LONDON: Tony Blair's chances of becoming EU president are fading due to flagging support among European leaders, newspapers here said Friday.
At an EU summit in Brussels on Thursday, Prime Minister Gordon Brown backed his predecessor as an "excellent candidate" for the new post, although Blair has yet to confirm he is standing.
Blair is the biggest name currently linked to the job of president of the European Council, which would be created under the reforming Lisbon Treaty, along with Luxembourg Prime Minister Jean-Claude Juncker.
But newspapers said Brown garnered little support for Blair during a meeting with fellow European socialist leaders.

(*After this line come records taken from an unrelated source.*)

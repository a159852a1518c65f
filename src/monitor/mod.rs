//! Service health-check engine.
pub mod alert;
pub mod checks;
pub mod recorder;
pub mod registry;
pub mod runner;
pub mod service;

pub use checks::{CheckDispatcher, CheckError, NetworkProber, Prober};
pub use runner::{MonitorError, RunSummary, run_checks};
pub use service::{CheckKind, CheckResult, Service, Severity};
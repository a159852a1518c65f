use async_trait::async_trait;
use reqwest::{Client, Url};
use std::time::Duration;
use tracing::{debug, error};

use super::{Notifier, SenderError};
use crate::notifications::models::WebhookPayload;

/// A sender for pushing notifications to a chat webhook.
pub struct WebhookSender {
    client: Client,
    url: Url,
}

impl WebhookSender {
    pub fn new(url: &str, timeout: Duration) -> Result<Self, SenderError> {
        let url = Url::parse(url)
            .map_err(|e| SenderError::InvalidConfiguration(format!("Invalid webhook URL: {e}")))?;
        let client = Client::builder().timeout(timeout).build()?;
        Ok(Self { client, url })
    }

    /// Asks the chat service to confirm the message was stored before replying.
    pub fn wait_for_delivery(mut self) -> Self {
        self.url.query_pairs_mut().append_pair("wait", "true");
        self
    }
}

#[async_trait]
impl Notifier for WebhookSender {
    async fn notify(&self, payload: &WebhookPayload) -> Result<(), SenderError> {
        let response = self
            .client
            .post(self.url.clone())
            .json(payload)
            .send()
            .await?;
        let status = response.status();

        if !status.is_success() {
            let error_body = response
                .text()
                .await
                .unwrap_or_else(|_| "Failed to read error body".to_string());
            error!(status = %status, "Webhook rejected notification.");
            return Err(SenderError::SendFailed(format!(
                "Webhook returned non-success status: {status}. Body: {error_body}"
            )));
        }

        debug!(status = %status, embeds = payload.embeds.len(), "Webhook notification delivered.");
        Ok(())
    }
}
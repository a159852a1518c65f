use serde::Deserialize;

/// One page of the NVD `cves/1.0` search response.
#[derive(Debug, Clone, Deserialize)]
#[serde(rename_all = "camelCase")]
pub struct CvePage {
    #[serde(default)]
    pub start_index: usize,
    pub total_results: usize,
    #[serde(default)]
    pub result: Option<CveResult>,
}

/// Items stay raw here so one malformed entry cannot fail the whole page.
#[derive(Debug, Clone, Deserialize)]
pub struct CveResult {
    #[serde(rename = "CVE_Items", default)]
    pub items: Vec<serde_json::Value>,
}

#[derive(Debug, Clone, Deserialize)]
#[serde(rename_all = "camelCase")]
pub struct CveItem {
    pub cve: Cve,
    #[serde(default)]
    pub configurations: Option<Configurations>,
    #[serde(default)]
    pub impact: Option<Impact>,
    pub published_date: String,
}

impl CveItem {
    pub fn id(&self) -> &str {
        &self.cve.meta.id
    }

    pub fn cvss_v3(&self) -> Option<&CvssV3> {
        self.impact
            .as_ref()?
            .base_metric_v3
            .as_ref()
            .map(|metric| &metric.cvss_v3)
    }

    pub fn english_description(&self) -> &str {
        self.cve
            .description
            .description_data
            .iter()
            .rev()
            .find(|d| d.lang == "en")
            .map(|d| d.value.as_str())
            .unwrap_or_default()
    }
}

#[derive(Debug, Clone, Deserialize)]
pub struct Cve {
    #[serde(rename = "CVE_data_meta")]
    pub meta: CveMeta,
    pub references: References,
    pub description: Descriptions,
}

#[derive(Debug, Clone, Deserialize)]
pub struct CveMeta {
    #[serde(rename = "ID")]
    pub id: String,
    #[serde(rename = "ASSIGNER", default)]
    pub assigner: String,
}

#[derive(Debug, Clone, Deserialize)]
pub struct References {
    #[serde(default)]
    pub reference_data: Vec<Reference>,
}

#[derive(Debug, Clone, Deserialize)]
pub struct Reference {
    pub url: String,
    #[serde(default)]
    pub name: String,
}

#[derive(Debug, Clone, Deserialize)]
pub struct Descriptions {
    #[serde(default)]
    pub description_data: Vec<Description>,
}

#[derive(Debug, Clone, Deserialize)]
pub struct Description {
    pub lang: String,
    pub value: String,
}

#[derive(Debug, Clone, Deserialize)]
pub struct Configurations {
    #[serde(default)]
    pub nodes: Vec<ConfigurationNode>,
}

#[derive(Debug, Clone, Deserialize)]
pub struct ConfigurationNode {
    #[serde(default)]
    pub cpe_match: Vec<CpeMatch>,
}

#[derive(Debug, Clone, Deserialize)]
#[serde(rename_all = "camelCase")]
pub struct CpeMatch {
    pub vulnerable: bool,
    #[serde(rename = "cpe23Uri")]
    pub cpe23_uri: String,
    #[serde(default)]
    pub version_end_including: Option<String>,
}

#[derive(Debug, Clone, Deserialize)]
pub struct Impact {
    #[serde(rename = "baseMetricV3", default)]
    pub base_metric_v3: Option<BaseMetricV3>,
}

#[derive(Debug, Clone, Deserialize)]
pub struct BaseMetricV3 {
    #[serde(rename = "cvssV3")]
    pub cvss_v3: CvssV3,
}

#[derive(Debug, Clone, Deserialize)]
#[serde(rename_all = "camelCase")]
pub struct CvssV3 {
    pub base_score: f64,
    pub vector_string: String,
}
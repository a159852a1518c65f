//! Append-only sinks for check results.
use async_trait::async_trait;
use sqlx::PgPool;
use thiserror::Error;
use tracing::info;

use super::service::CheckResult;

const INSERT_LOG_QUERY: &str = "INSERT INTO sla.log (service_id, status, time) VALUES ($1, $2, $3)";

#[derive(Error, Debug)]
pub enum RecorderError {
    #[error("Database error: {0}")]
    DatabaseError(#[from] sqlx::Error),
}

#[async_trait]
pub trait ResultRecorder: Send + Sync {
    async fn record(&self, result: &CheckResult) -> Result<(), RecorderError>;
}

/// Appends results to the `sla.log` warehouse table.
pub struct WarehouseRecorder {
    pool: PgPool,
}

impl WarehouseRecorder {
    pub fn new(pool: PgPool) -> Self {
        Self { pool }
    }
}

#[async_trait]
impl ResultRecorder for WarehouseRecorder {
    async fn record(&self, result: &CheckResult) -> Result<(), RecorderError> {
        sqlx::query(INSERT_LOG_QUERY)
            .bind(result.service_id)
            .bind(result.status)
            .bind(result.timestamp)
            .execute(&self.pool)
            .await?;
        Ok(())
    }
}

/// Standalone variant: results only go to the log.
#[derive(Debug, Default)]
pub struct LogRecorder;

#[async_trait]
impl ResultRecorder for LogRecorder {
    async fn record(&self, result: &CheckResult) -> Result<(), RecorderError> {
        info!(
            service_id = result.service_id,
            status = result.status,
            time = %result.timestamp.to_rfc3339(),
            "Check result."
        );
        Ok(())
    }
}
//! Data model of one health-check run.
use chrono::{DateTime, Utc};
use serde::Deserialize;
use std::fmt;
use std::str::FromStr;
use thiserror::Error;

/// The protocol used to probe a service.
#[derive(Debug, Clone, Copy, PartialEq, Eq, Hash)]
pub enum CheckKind {
    Tcp,
    Ping,
    Http,
}

impl fmt::Display for CheckKind {
    fn fmt(&self, f: &mut fmt::Formatter<'_>) -> fmt::Result {
        let name = match self {
            CheckKind::Tcp => "tcp",
            CheckKind::Ping => "ping",
            CheckKind::Http => "http",
        };
        f.write_str(name)
    }
}

#[derive(Error, Debug, Clone, PartialEq, Eq)]
#[error("Unrecognized check kind: {0}")]
pub struct UnknownCheckKind(pub String);

impl FromStr for CheckKind {
    type Err = UnknownCheckKind;

    fn from_str(s: &str) -> Result<Self, Self::Err> {
        match s.trim().to_ascii_lowercase().as_str() {
            "tcp" | "mc" => Ok(CheckKind::Tcp),
            "ping" | "icmp" => Ok(CheckKind::Ping),
            "http" | "https" | "web" => Ok(CheckKind::Http),
            _ => Err(UnknownCheckKind(s.to_string())),
        }
    }
}

/// How loud a failure of this service should be.
#[derive(Debug, Clone, Copy, PartialEq, Eq, PartialOrd, Ord, Default, Deserialize)]
#[serde(rename_all = "lowercase")]
pub enum Severity {
    Info,
    Warning,
    #[default]
    Error,
}

/// A monitored service, immutable for the duration of one run.
#[derive(Debug, Clone, PartialEq)]
pub struct Service {
    pub id: i64,
    pub name: String,
    /// Parsed when the service is loaded. An unknown kind is kept so the run
    /// still records a (failed) result for it.
    pub kind: Result<CheckKind, UnknownCheckKind>,
    pub target: String,
    pub owner_id: Option<String>,
    pub severity: Severity,
}

impl Service {
    pub fn new(
        id: i64,
        name: impl Into<String>,
        kind: &str,
        target: impl Into<String>,
        owner_id: Option<String>,
    ) -> Self {
        Self {
            id,
            name: name.into(),
            kind: kind.parse(),
            target: target.into(),
            owner_id,
            severity: Severity::Error,
        }
    }

    pub fn with_severity(mut self, severity: Severity) -> Self {
        self.severity = severity;
        self
    }
}

/// Verdict of one check. Created once per service per run and never mutated.
#[derive(Debug, Clone, Copy, PartialEq, Eq)]
pub struct CheckResult {
    pub service_id: i64,
    pub status: bool,
    pub timestamp: DateTime<Utc>,
}

impl CheckResult {
    pub fn now(service_id: i64, status: bool) -> Self {
        Self {
            service_id,
            status,
            timestamp: Utc::now(),
        }
    }
}
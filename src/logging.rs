use tracing_appender::rolling::{InitError, RollingFileAppender, Rotation};
use tracing_subscriber::{EnvFilter, fmt, layer::SubscriberExt, util::SubscriberInitExt};

/// Installs the global subscriber shared by all binaries.
///
/// Stdout gets human-readable output. When `log_dir` is set, a JSON copy is
/// written to `<log_dir>/<file_name>` with daily rotation. The filter defaults
/// to `info` and can be overridden with `RUST_LOG`. Fails when the log
/// directory cannot be created or opened.
pub fn init_logging(log_dir: Option<&str>, file_name: &str) -> Result<(), InitError> {
    let env_filter = EnvFilter::try_from_default_env()
        .unwrap_or_else(|_| EnvFilter::new("info,sqlx::query=warn"));

    let stdout_layer = fmt::layer().with_writer(std::io::stdout);

    let file_layer = match log_dir {
        Some(dir) => Some(
            fmt::layer()
                .with_writer(file_appender(dir, file_name)?)
                .with_ansi(false) // No ANSI colors in file
                .json(),
        ),
        None => None,
    };

    tracing_subscriber::registry()
        .with(env_filter)
        .with(file_layer)
        .with(stdout_layer)
        .init();
    Ok(())
}

fn file_appender(dir: &str, file_name: &str) -> Result<RollingFileAppender, InitError> {
    RollingFileAppender::builder()
        .rotation(Rotation::DAILY)
        .filename_prefix(file_name)
        .build(dir)
}
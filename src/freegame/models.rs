use chrono::{DateTime, Utc};
use serde::Deserialize;

/// Top level of the storefront `freeGamesPromotions` response.
#[derive(Debug, Clone, Deserialize)]
pub struct PromotionsResponse {
    pub data: PromotionsData,
}

#[derive(Debug, Clone, Deserialize)]
pub struct PromotionsData {
    #[serde(rename = "Catalog")]
    pub catalog: Catalog,
}

#[derive(Debug, Clone, Deserialize)]
#[serde(rename_all = "camelCase")]
pub struct Catalog {
    pub search_store: SearchStore,
}

#[derive(Debug, Clone, Deserialize)]
pub struct SearchStore {
    #[serde(default)]
    pub elements: Vec<Game>,
}

#[derive(Debug, Clone, Deserialize)]
#[serde(rename_all = "camelCase")]
pub struct Game {
    pub id: String,
    pub title: String,
    #[serde(default)]
    pub description: String,
    #[serde(default)]
    pub key_images: Vec<KeyImage>,
    #[serde(default)]
    pub catalog_ns: Option<CatalogNamespace>,
    pub price: Price,
    #[serde(default)]
    pub promotions: Option<Promotions>,
}

impl Game {
    pub fn image_url(&self, kind: &str) -> Option<&str> {
        self.key_images
            .iter()
            .find(|image| image.image_type == kind)
            .map(|image| image.url.as_str())
    }

    pub fn page_slug(&self, page_type: &str) -> Option<&str> {
        self.catalog_ns
            .as_ref()?
            .mappings
            .as_deref()?
            .iter()
            .find(|mapping| mapping.page_type == page_type)
            .map(|mapping| mapping.page_slug.as_str())
    }

    /// All offers of this game, flattened across promotion groups.
    pub fn offers(&self) -> impl Iterator<Item = &PromotionalOffer> {
        self.promotions
            .iter()
            .flat_map(|p| p.promotional_offers.iter())
            .flat_map(|group| group.promotional_offers.iter())
    }
}

#[derive(Debug, Clone, Deserialize)]
pub struct KeyImage {
    #[serde(rename = "type")]
    pub image_type: String,
    pub url: String,
}

#[derive(Debug, Clone, Deserialize)]
pub struct CatalogNamespace {
    #[serde(default)]
    pub mappings: Option<Vec<PageMapping>>,
}

#[derive(Debug, Clone, Deserialize)]
#[serde(rename_all = "camelCase")]
pub struct PageMapping {
    pub page_slug: String,
    pub page_type: String,
}

#[derive(Debug, Clone, Deserialize)]
#[serde(rename_all = "camelCase")]
pub struct Price {
    pub total_price: TotalPrice,
}

#[derive(Debug, Clone, Deserialize)]
#[serde(rename_all = "camelCase")]
pub struct TotalPrice {
    pub original_price: i64,
    pub fmt_price: FormattedPrice,
}

#[derive(Debug, Clone, Deserialize)]
#[serde(rename_all = "camelCase")]
pub struct FormattedPrice {
    pub original_price: String,
}

#[derive(Debug, Clone, Deserialize)]
#[serde(rename_all = "camelCase")]
pub struct Promotions {
    #[serde(default)]
    pub promotional_offers: Vec<PromotionGroup>,
}

#[derive(Debug, Clone, Deserialize)]
#[serde(rename_all = "camelCase")]
pub struct PromotionGroup {
    #[serde(default)]
    pub promotional_offers: Vec<PromotionalOffer>,
}

#[derive(Debug, Clone, Deserialize)]
#[serde(rename_all = "camelCase")]
pub struct PromotionalOffer {
    /// Kept verbatim: the dedup key is built from the raw strings.
    pub start_date: String,
    pub end_date: String,
    pub discount_setting: DiscountSetting,
}

impl PromotionalOffer {
    /// True for a 100% discount that is running at `now`.
    pub fn is_free_at(&self, now: DateTime<Utc>) -> bool {
        if self.discount_setting.discount_type != "PERCENTAGE"
            || self.discount_setting.discount_percentage != 0
        {
            return false;
        }
        match (parse_date(&self.start_date), parse_date(&self.end_date)) {
            (Some(start), Some(end)) => start < now && now < end,
            _ => false,
        }
    }
}

#[derive(Debug, Clone, Deserialize)]
#[serde(rename_all = "camelCase")]
pub struct DiscountSetting {
    pub discount_type: String,
    #[serde(default)]
    pub discount_percentage: i64,
}

fn parse_date(raw: &str) -> Option<DateTime<Utc>> {
    DateTime::parse_from_rfc3339(raw)
        .ok()
        .map(|date| date.with_timezone(&Utc))
}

French President Nicolas Sarkozy and German Chancellor Angela Merkel also agreed at a dinner ahead of the summit that the new president should be appointed from the main centre-right grouping, according to the Guardian.
"It would be right to describe Tony's chances as fading," one source told the newspaper.
"Nicolas Sarkozy and Angela Merkel are not terribly enthusiastic. (Italian Prime Minister) Silvio Berlusconi remains his strongest backer," the source said.
Leaders from Belgium, Hungary, Luxembourg and Spain suggested Thursday they would not back Blair, whose country is neither in the eurozone nor the Schengen group of EU countries that have abolished visas for travel within their borders.
In a clandestine proposal by senior EU leaders, the Left would nominate a candidate for the post of EU foreign minister, while the group of centre-right governments would nominate the president - effectively ruling out Blair, The Times said.
One name being bandied around for the foreign supremo job was Foreign Secretary David Miliband. However Miliband on Thursday ruled himself out of the role.